So how close are we to having the original New Testament?
In the original Greek language, we have over 5,800 manuscripts. No other ancient document comes close to having this many. The nearest one, Homer’s Iliad, has 643 manuscripts. And the New Testament also has, in addition to the Greek manuscripts, at least 15,000 to 20,000 copies that are in other languages, called “versions.”
Many scholars say that with this many copies of the New Testament it is possible to reconstruct the original with almost complete accuracy. One of the leading authorities on textual criticism today, Dr. Daniel Wallace, comments in an interview with author Lee Strobel: “Essentially, scholars do not have to come up with conjecture about what the wording of the original text might be.
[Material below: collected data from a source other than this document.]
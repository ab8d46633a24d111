pub mod csv;
pub mod export;
pub mod format;
pub mod run;
pub mod stats;
pub mod storage;

pub use run::{BenchmarkRun, Column, RunSpec};
pub use stats::ColumnStats;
We have the wording of the original in the manuscripts somewhere. Pragmatically, we could say that the wording of the original can be found in the text of our published Greek New Testaments or in their footnotes” (emphasis mine).
As far as the time interval goes, again the New Testament leaves its competitors in ancient literature way behind. The earliest completemanuscripts of the New Testament go back to about 325 A.D., about 225 years after the time of the originals, but there are also major fragments that go back much further. In fact, there were very few early complete manuscripts because they were very bulky to use, being written by hand. But the earliest fragments, some very substantial , go back to as close as about 25-50 years after the originals. In contrast, the time between the original of Homer’s Iliad and it’s earliest manuscripts is four hundred years. Time gaps for other ancient literature of which we have multiple manuscripts range from four hundred to fourteen hundred years, with most over a thousand years.
Yet again scholars do not doubt the authenticity of any of these ancient non-biblical documents. Nor do they give up studying ancient history!
Wallace comments again: “The quantity and quality of the New Testament manuscripts are unequalled in the ancient Greco-Roman world. The average Greek author has fewer than twenty copies of his works still in existence, and they come from no sooner than five hundred to a thousand years later. . .Even the great historians who give us much of our understandings of ancient Roman history are quite incomplete. . .Livy, for example, wrote 142 volumes on the history of Rome, but only 35 survive.”
So if we are skeptical about the New Testament, we should be a thousand times as skeptical about other ancient authors. But I don’t hear about any history classes being cancelled!
 Lee Strobel, The Case for the Real Jesus, in an interview with Daniel B. Wallace, 83-84.
 Lee Strobel, The Case for the Real Jesus, interview with New Testament scholar Dr. Daniel B. Wallace, Zondervan, Grand Rapids, MI, 2007, 72.